U.S. Sen. Lindsey Graham and Democratic challenger Jaime Harrison are tied in the upcoming Senate race, according to a new Quinnipiac University poll.
About 48% of likely voters said they would support Graham come November, while the same amount said the same about Harrison.
The also also reported that 93% of those surveyed said they likely would not change their mind about which candidate they were going to vote for come November. Only 6% said they may change their minds.
The poll, which surveyed 969 likely South Carolina voters, was conducted by interviewers via the phone from Sept. 10 to Sept. 14. It had a margin of error of plus or minus 3.2 percentage points.
About 34% of those polled called themselves Republicans, 26% claimed to be Democrats and 33% said they were independents.
According to 2016 presidential election exit polls from CNN, during the 2016 election, 27% of voters in South Carolina were Democrats, 46% were Republicans and 26% identified as an independent.
The poll was the latest showing of a historically tight Senate race for Graham. Since late May, nearly every poll done on the race has shown Graham and Harrison at a statistical tie or Harrison within striking range of the Republican senator.
The Harrison campaign celebrated the latest favorable poll.
“Sen. Graham is in for the race of his life, and he is getting more nervous every day about his re-election chances,” campaign manager Zack Carroll said. “Lindsey Graham has changed after 25 years in Washington into someone who puts his political fortunes ahead of problem solving.

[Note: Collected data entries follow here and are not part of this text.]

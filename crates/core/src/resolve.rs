//! Reference resolution (RFC 3986 section 5.2).
use crate::{Authority, Error, Iri, IriRef, Path, Query, Scheme};

/// Components of a base IRI taking part in resolution.
#[derive(Clone, Copy)]
pub(crate) struct Base<'a> {
	pub scheme: &'a Scheme,
	pub authority: Option<&'a Authority>,
	pub path: &'a Path,
	pub query: Option<&'a Query>,
}

impl<'a> Base<'a> {
	pub fn from_reference(base: &'a IriRef) -> Result<Self, Error> {
		let scheme = base
			.scheme
			.as_ref()
			.ok_or_else(|| Error::NonAbsoluteBase(base.to_string()))?;

		Ok(Self {
			scheme,
			authority: base.authority.as_ref(),
			path: &base.path,
			query: base.query.as_ref(),
		})
	}
}

/// Merges a relative path with the base path, dropping the last base segment.
fn merge(base: Base, path: &Path) -> Path {
	let mut segments = match base.path.segments().split_last() {
		Some((_, init)) => init.to_vec(),
		None => Vec::new(),
	};

	segments.extend_from_slice(path.segments());
	Path::from_segments(base.authority.is_some() || base.path.is_absolute(), segments)
}

pub(crate) fn resolve_reference(base: Base, reference: &IriRef) -> Iri {
	let (scheme, authority, path, query) = match (&reference.scheme, &reference.authority) {
		(Some(scheme), _) => (
			scheme.clone(),
			reference.authority.clone(),
			reference.path.normalized(),
			reference.query.clone(),
		),
		(None, Some(authority)) => (
			base.scheme.clone(),
			Some(authority.clone()),
			reference.path.normalized(),
			reference.query.clone(),
		),
		(None, None) => {
			let (path, query) = if reference.path.is_empty() {
				(
					base.path.normalized(),
					reference.query.clone().or_else(|| base.query.cloned()),
				)
			} else if reference.path.is_absolute() {
				(reference.path.normalized(), reference.query.clone())
			} else {
				(
					merge(base, &reference.path).normalized(),
					reference.query.clone(),
				)
			};

			(base.scheme.clone(), base.authority.cloned(), path, query)
		}
	};

	let result = Iri {
		scheme,
		authority,
		path,
		query,
		fragment: reference.fragment.clone(),
	};

	log::trace!("resolved `{reference}` against base `{}:{}`: `{result}`", base.scheme, base.path);
	result
}

/// Parses `reference` and resolves it against `base`.
///
/// ```
/// assert_eq!(
/// 	iri_core::resolve("http://a/b/c/d;p?q", "../g").unwrap().to_string(),
/// 	"http://a/b/g"
/// );
/// ```
pub fn resolve(base: &str, reference: &str) -> Result<Iri, Error> {
	let base = IriRef::parse(base)?;
	IriRef::parse(reference)?.resolve_against(&base)
}
use crate::common::pct_component;

pct_component! {
	/// IRI fragment, without the leading `#`.
	Fragment: Fragment, lowercase: false
}
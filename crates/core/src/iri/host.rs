use std::{
	cmp::Ordering,
	fmt,
	hash::{Hash, Hasher},
	net::{Ipv4Addr, Ipv6Addr},
	str::FromStr,
};

use crate::{
	common::pct_component,
	parsing::{parse_ipv4, parse_ipv6},
	Error, Syntax,
};

pct_component! {
	/// Registered name host, such as a DNS domain name.
	///
	/// Comparison is case-insensitive.
	RegName: RegName, lowercase: true
}

/// IPv6 address literal.
///
/// Keeps the textual form of the address (lower-cased) so it can be written
/// back as found. Comparison uses the address only.
#[derive(Clone)]
pub struct Ipv6Literal {
	addr: Ipv6Addr,
	text: String,
}

impl Ipv6Literal {
	pub fn new(addr: Ipv6Addr) -> Self {
		Self {
			addr,
			text: addr.to_string(),
		}
	}

	#[inline]
	pub fn addr(&self) -> Ipv6Addr {
		self.addr
	}

	/// Returns the textual form of the address, without brackets.
	#[inline]
	pub fn as_str(&self) -> &str {
		&self.text
	}
}

impl PartialEq for Ipv6Literal {
	fn eq(&self, other: &Self) -> bool {
		self.addr == other.addr
	}
}

impl Eq for Ipv6Literal {}

impl PartialOrd for Ipv6Literal {
	fn partial_cmp(&self, other: &Self) -> Option<Ordering> {
		Some(self.cmp(other))
	}
}

impl Ord for Ipv6Literal {
	fn cmp(&self, other: &Self) -> Ordering {
		self.addr.cmp(&other.addr)
	}
}

impl Hash for Ipv6Literal {
	fn hash<H: Hasher>(&self, state: &mut H) {
		self.addr.hash(state)
	}
}

impl fmt::Display for Ipv6Literal {
	fn fmt(&self, f: &mut fmt::Formatter) -> fmt::Result {
		write!(f, "[{}]", self.text)
	}
}

impl fmt::Debug for Ipv6Literal {
	fn fmt(&self, f: &mut fmt::Formatter) -> fmt::Result {
		fmt::Display::fmt(self, f)
	}
}

impl From<Ipv6Addr> for Ipv6Literal {
	fn from(addr: Ipv6Addr) -> Self {
		Self::new(addr)
	}
}

/// Authority host.
#[derive(Debug, Clone, PartialEq, Eq, PartialOrd, Ord, Hash)]
pub enum Host {
	Ipv4(Ipv4Addr),
	Ipv6(Ipv6Literal),
	RegName(RegName),
}

impl Host {
	pub fn new(input: &str) -> Result<Self, Error> {
		Self::new_with(input, Syntax::default())
	}

	pub fn new_with(input: &str, syntax: Syntax) -> Result<Self, Error> {
		Self::parse_at(input, 0, syntax)
	}

	/// Parses a host found at byte `offset` of a larger input.
	///
	/// IP literals are tried first, in brackets for IPv6. Anything else must
	/// be a registered name.
	pub(crate) fn parse_at(input: &str, offset: usize, syntax: Syntax) -> Result<Self, Error> {
		if input.starts_with('[') {
			let invalid = || Error::InvalidHost(input.to_owned());
			let text = input
				.strip_prefix('[')
				.and_then(|s| s.strip_suffix(']'))
				.ok_or_else(invalid)?;
			let addr = parse_ipv6(text).ok_or_else(invalid)?;

			Ok(Self::Ipv6(Ipv6Literal {
				addr,
				text: text.to_ascii_lowercase(),
			}))
		} else if let Some(addr) = parse_ipv4(input) {
			Ok(Self::Ipv4(addr))
		} else {
			RegName::parse_at(input, offset, syntax).map(Self::RegName)
		}
	}

	#[inline]
	pub fn is_ip_literal(&self) -> bool {
		!matches!(self, Self::RegName(_))
	}

	/// Checks if this is an empty registered name, as in `file:///`.
	#[inline]
	pub fn is_empty(&self) -> bool {
		matches!(self, Self::RegName(name) if name.is_empty())
	}

	pub fn as_reg_name(&self) -> Option<&RegName> {
		match self {
			Self::RegName(name) => Some(name),
			_ => None,
		}
	}
}

impl Default for Host {
	fn default() -> Self {
		Self::RegName(RegName::from_validated(""))
	}
}

impl From<Ipv4Addr> for Host {
	fn from(addr: Ipv4Addr) -> Self {
		Self::Ipv4(addr)
	}
}

impl From<Ipv6Addr> for Host {
	fn from(addr: Ipv6Addr) -> Self {
		Self::Ipv6(addr.into())
	}
}

impl From<RegName> for Host {
	fn from(name: RegName) -> Self {
		Self::RegName(name)
	}
}

impl FromStr for Host {
	type Err = Error;

	fn from_str(s: &str) -> Result<Self, Self::Err> {
		Self::new(s)
	}
}

impl fmt::Display for Host {
	fn fmt(&self, f: &mut fmt::Formatter) -> fmt::Result {
		match self {
			Self::Ipv4(addr) => fmt::Display::fmt(addr, f),
			Self::Ipv6(literal) => fmt::Display::fmt(literal, f),
			Self::RegName(name) => fmt::Display::fmt(name, f),
		}
	}
}

impl PartialEq<&str> for Host {
	fn eq(&self, other: &&str) -> bool {
		Self::parse_at(other, 0, Syntax::Iri).is_ok_and(|other| *self == other)
	}
}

Voters are turning towards Jaime Harrison, who will work hard to deliver real results and represent South Carolina values in the U.S. Senate.”

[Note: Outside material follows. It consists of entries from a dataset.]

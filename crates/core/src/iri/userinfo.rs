use crate::common::pct_component;

pct_component! {
	/// User information sub-component of an authority, before the `@`.
	UserInfo: UserInfo, lowercase: false
}
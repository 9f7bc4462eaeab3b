//! Core implementation of the `iri` crate: parsing, validation, resolution
//! and serialization of IRIs (RFC 3987) and URIs (RFC 3986).
pub(crate) mod common;
mod error;
mod iri;
pub mod parsing;
mod resolve;

#[cfg(feature = "serde")]
mod serde;

pub use error::{Error, Result};
pub use iri::*;
pub use parsing::Syntax;
pub use resolve::resolve;
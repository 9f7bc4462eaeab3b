use iri::{Error, Host, Iri, IriRef, Syntax};

#[test]
fn test1() {
	let buffer = "https://www.rust-lang.org/foo/bar#frag";
	let iri = Iri::parse(buffer).expect("parsing failed");

	assert_eq!(iri.scheme(), "https");
	assert_eq!(iri.authority().unwrap().to_string(), "www.rust-lang.org");
	assert_eq!(iri.path().to_string(), "/foo/bar");
	assert_eq!(iri.fragment().unwrap(), "frag");
}

#[test]
fn test2() {
	let buffer = "https://[::]/foo/bar#frag";
	let iri = Iri::parse(buffer).expect("parsing failed");

	assert_eq!(iri.scheme(), "https");
	assert_eq!(iri.authority().unwrap().to_string(), "[::]");
	assert!(matches!(iri.host(), Some(Host::Ipv6(_))));
	assert_eq!(iri.path().to_string(), "/foo/bar");
}

#[test]
fn test3() {
	let buffer = "https://[::192.128.0.1]/foo/bar#frag";
	let iri = Iri::parse(buffer).expect("parsing failed");

	assert_eq!(iri.scheme(), "https");
	assert_eq!(iri.authority().unwrap().to_string(), "[::192.128.0.1]");
	assert_eq!(iri.path().to_string(), "/foo/bar");
}

#[test]
#[should_panic]
fn test4() {
	let buffer = "https://[::256.128.0.1]/foo/bar#frag"; // 256.128.0.1 is not a valid IPv4
	Iri::parse(buffer).expect("parsing failed");
}

#[test]
fn test5() {
	let buffer = "https:///foo/bar#frag";
	let iri = Iri::parse(buffer).expect("parsing failed");

	assert_eq!(iri.scheme(), "https");
	assert!(iri.host().unwrap().is_empty());
	assert_eq!(iri.path().to_string(), "/foo/bar");
}

#[test]
fn test6() {
	let buffer = "https:/foo/bar#frag";
	let iri = Iri::parse(buffer).expect("parsing failed");

	assert_eq!(iri.scheme(), "https");
	assert!(iri.authority().is_none());
	assert_eq!(iri.path().to_string(), "/foo/bar");
}

#[test]
fn test7() {
	let buffer = "https:foo/bar#frag";
	let iri = Iri::parse(buffer).expect("parsing failed");

	assert_eq!(iri.scheme(), "https");
	assert!(iri.authority().is_none());
	assert!(iri.path().is_relative());
	assert_eq!(iri.path().to_string(), "foo/bar");
}

#[test]
fn empty_port() {
	let iri = Iri::parse("http://example.org:/").expect("parsing failed");
	let port = iri.port().unwrap();

	assert!(port.is_empty());
	assert_eq!(port.number(), None);
	assert_eq!(iri.to_string(), "http://example.org:/");
}

#[test]
fn rejected() {
	assert!(matches!(
		IriRef::parse("http://[::1"),
		Err(Error::InvalidAuthority(_))
	));
	assert!(matches!(
		IriRef::parse("http://host:abc/"),
		Err(Error::InvalidPort(_))
	));
	assert!(matches!(
		IriRef::parse("http://host/%zz"),
		Err(Error::InvalidPercentEncoding(12))
	));
	assert!(matches!(
		IriRef::parse("http://[1::2::3]/"),
		Err(Error::InvalidHost(_))
	));
	assert!(matches!(IriRef::parse("1:x"), Err(Error::InvalidScheme(_))));
	assert!(matches!(IriRef::parse("/a#b#c"), Err(Error::InvalidFragment(4))));
	assert!(matches!(IriRef::parse("a\\b"), Err(Error::InvalidPath(1))));
}

#[test]
fn ascii_only() {
	let input = "http://\u{3b1}.example/\u{3b2}?\u{3b3}";

	assert!(IriRef::parse_with(input, Syntax::Iri).is_ok());
	assert!(matches!(
		IriRef::parse_with(input, Syntax::Uri),
		Err(Error::InvalidHost(_))
	));
	assert!(IriRef::parse_with("http://xn--mxa.example/%CE%B2", Syntax::Uri).is_ok());
}

#[test]
fn relative_references() {
	let vectors = [
		("", true),
		("a", true),
		("//host", true),
		("?q", true),
		("s:", false),
		("s://h/p", false),
	];

	for (input, relative) in vectors {
		let reference = IriRef::parse(input).unwrap();
		assert_eq!(reference.is_relative_reference(), relative, "{input}");
		assert_eq!(reference.scheme().is_none(), relative)
	}
}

Meanwhile, the Graham campaign criticized the poll’s methodology.
“We learned long ago not to put much confidence in media polls or outside groups who don’t understand South Carolina politics,” campaign spokesman T.W. Arrighi said in a statement. “It’s not our goal to generate buzz or clicks but to win a campaign. And our internal polling shows we are on track to accomplish that goal.”
The competition has also been tight when it comes to fundraising. Both candidates have set and broken records when it comes to fundraising for a statewide race.

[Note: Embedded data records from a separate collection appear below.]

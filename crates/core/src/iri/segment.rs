use crate::common::pct_component;

pct_component! {
	/// Path segment.
	Segment: Segment, lowercase: false
}

impl Segment {
	#[inline]
	pub fn empty() -> Self {
		Self::from_validated("")
	}

	/// Checks if this is the `.` segment (or its percent-encoded form).
	#[inline]
	pub fn is_current(&self) -> bool {
		self.octets == b"."
	}

	/// Checks if this is the `..` segment (or its percent-encoded form).
	#[inline]
	pub fn is_parent(&self) -> bool {
		self.octets == b".."
	}

	#[inline]
	pub fn is_dot(&self) -> bool {
		self.is_current() || self.is_parent()
	}
}
mod coordinator;
mod filter;

pub use coordinator::{failure_report, RunCoordinator, RunOutcome, RunPhase};
pub use filter::{
    archive_filename, archived_stems, normalize_stem, select_unarchived, DateExactFilter,
    NewObjectFilter, Selection,
};
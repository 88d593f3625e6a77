//! Off-host copies of the archive through a templated shell command.

use std::path::Path;

use log::{debug, info};
use time::Date;
use tokio::process::Command;

use crate::core::clock::yesterday;
use crate::core::error::{Error, Result};

#[allow(async_fn_in_trait)]
pub trait Backup {
    /// Runs the backup `template` for a feed rooted at `archive_root`.
    async fn sync(&self, archive_root: &Path, template: &str, today: Date) -> Result<()>;
}

/// Expands `$BACKUP_HOST`, `$BACKUP_ROOT` and the date tokens `$cyear`,
/// `$cmon`, `$cday` (today) and `$yyear`, `$ymon`, `$yday` (yesterday).
pub fn expand_template(template: &str, host: &str, root: &str, today: Date) -> String {
    let previous = yesterday(today);
    let replacements = [
        ("$BACKUP_HOST", host.to_string()),
        ("$BACKUP_ROOT", root.to_string()),
        ("$cyear", format!("{:04}", today.year())),
        ("$cmon", format!("{:02}", today.month() as u8)),
        ("$cday", format!("{:02}", today.day())),
        ("$yyear", format!("{:04}", previous.year())),
        ("$ymon", format!("{:02}", previous.month() as u8)),
        ("$yday", format!("{:02}", previous.day())),
    ];
    replacements
        .iter()
        .fold(template.to_string(), |command, (token, value)| command.replace(token, value))
}

/// Runs the expanded template with `sh -c` inside the feed's archive root.
#[derive(Debug, Clone, Default)]
pub struct RsyncBackup {
    host: Option<String>,
    root: Option<String>,
}

impl RsyncBackup {
    pub fn new(host: Option<String>, root: Option<String>) -> Self {
        Self { host, root }
    }

    fn host(&self) -> Option<&str> {
        self.host.as_deref().map(str::trim).filter(|host| !host.is_empty())
    }
}

impl Backup for RsyncBackup {
    async fn sync(&self, archive_root: &Path, template: &str, today: Date) -> Result<()> {
        let Some(host) = self.host() else {
            debug!("no BACKUP_HOST, skipping backup of {}", archive_root.display());
            return Ok(());
        };
        if template.trim().is_empty() {
            return Ok(());
        }
        let command = expand_template(template, host, self.root.as_deref().unwrap_or(""), today);
        info!("backup: {command}");
        let output = Command::new("sh")
            .arg("-c")
            .arg(&command)
            .current_dir(archive_root)
            .output()
            .await
            .map_err(|err| Error::Command {
                command: command.clone(),
                status: "spawn failed".to_string(),
                stderr: err.to_string(),
            })?;
        if !output.status.success() {
            return Err(Error::Command {
                command,
                status: output.status.to_string(),
                stderr: String::from_utf8_lossy(&output.stderr).trim().to_string(),
            });
        }
        let stdout = String::from_utf8_lossy(&output.stdout);
        if !stdout.trim().is_empty() {
            debug!("{}", stdout.trim());
        }
        Ok(())
    }
}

While Graham held the fundraising advantage near the beginning of the competition, Harrison has topped him in recent quarters. In August alone, the Harrison campaign fundraised more money than the Graham campaign did in three months.
“A victor by almost 16 points back in 2014, Senator Graham stares down the first real test of his Senate tenure. Outspent and accused by some of being a Trump apologist, he is in a precarious tie,” Quinnipiac University polling analyst Tim Malloy said in a statement.
Voters polled by Quinnipiac had mixed feelings about Graham. About 44% said they saw him favorably, while 49% did not. Meanwhile, 47% of respondants approved of Harrison, while about 34% said they had an unfavorable opinion of him.
More voters also said they saw Harrison as “honest.” While 24% of those polled said they saw Harrison as not honest, 49% said the same of Graham.
Voters also were asked what they saw as the most important issue of the race; 23% responded “law and order,” 22% said the economy, 12% said the COVID-19 pandemic, 12% said racial inequity and 11% said which party has the power to make picks to replace Supreme Court justices.
South Carolinians surveyed also gave their opinions on President Donald Trump, a staunch and public ally of Graham.
Half of the respondents said they approved of Trump’s work as president, while 47% said they disapproved. Those polled were more evenly split on how they saw Trump’s handling of the coronavirus pandemic: 49% approved and 48% disapproved.
Trump maintained his lead over Biden in South Carolina, 51% to 45%, according to the poll.